» **Stored data**
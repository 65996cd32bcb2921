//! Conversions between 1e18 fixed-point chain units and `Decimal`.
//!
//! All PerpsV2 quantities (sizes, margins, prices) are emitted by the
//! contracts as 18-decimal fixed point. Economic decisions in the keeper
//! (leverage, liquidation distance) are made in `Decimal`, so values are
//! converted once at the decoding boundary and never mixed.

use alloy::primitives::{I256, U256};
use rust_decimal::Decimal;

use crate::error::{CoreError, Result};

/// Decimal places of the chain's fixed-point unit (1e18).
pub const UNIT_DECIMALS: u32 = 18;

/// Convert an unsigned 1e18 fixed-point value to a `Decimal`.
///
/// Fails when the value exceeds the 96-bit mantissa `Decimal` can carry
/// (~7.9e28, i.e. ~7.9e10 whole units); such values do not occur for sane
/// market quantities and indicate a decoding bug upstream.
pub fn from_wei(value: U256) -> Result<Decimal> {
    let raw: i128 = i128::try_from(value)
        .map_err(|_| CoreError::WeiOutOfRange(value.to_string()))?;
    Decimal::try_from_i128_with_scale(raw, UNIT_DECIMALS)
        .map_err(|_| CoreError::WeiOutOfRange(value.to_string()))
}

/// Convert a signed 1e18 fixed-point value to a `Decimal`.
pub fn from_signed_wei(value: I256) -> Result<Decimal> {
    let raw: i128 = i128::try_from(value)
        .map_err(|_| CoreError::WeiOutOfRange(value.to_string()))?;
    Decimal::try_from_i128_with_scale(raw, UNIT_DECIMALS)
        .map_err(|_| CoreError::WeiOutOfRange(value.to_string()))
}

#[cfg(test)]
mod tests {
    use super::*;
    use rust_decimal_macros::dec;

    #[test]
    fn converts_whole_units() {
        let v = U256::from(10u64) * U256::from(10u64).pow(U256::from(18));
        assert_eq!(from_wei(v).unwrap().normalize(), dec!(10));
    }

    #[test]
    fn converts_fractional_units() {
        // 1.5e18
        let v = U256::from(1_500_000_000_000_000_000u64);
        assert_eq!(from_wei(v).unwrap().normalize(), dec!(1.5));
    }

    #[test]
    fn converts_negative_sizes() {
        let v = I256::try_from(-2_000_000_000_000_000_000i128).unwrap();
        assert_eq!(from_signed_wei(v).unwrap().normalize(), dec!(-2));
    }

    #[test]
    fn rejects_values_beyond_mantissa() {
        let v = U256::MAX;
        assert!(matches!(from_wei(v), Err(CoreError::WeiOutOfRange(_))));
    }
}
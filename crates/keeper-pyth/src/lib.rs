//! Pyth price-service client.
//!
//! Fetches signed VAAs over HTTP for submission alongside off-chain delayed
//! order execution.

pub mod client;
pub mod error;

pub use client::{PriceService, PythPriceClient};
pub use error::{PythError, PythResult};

» **Task statement**
Which lines of the records above contain the word "point"? Report each one in full.

» **Response area**
//! Conversions between 1e18 fixed-point chain units and `Decimal`.
//! contracts as 18-decimal fixed point. Economic decisions in the keeper
/// Decimal places of the chain's fixed-point unit (1e18).
/// Convert an unsigned 1e18 fixed-point value to a `Decimal`.
/// Convert a signed 1e18 fixed-point value to a `Decimal`.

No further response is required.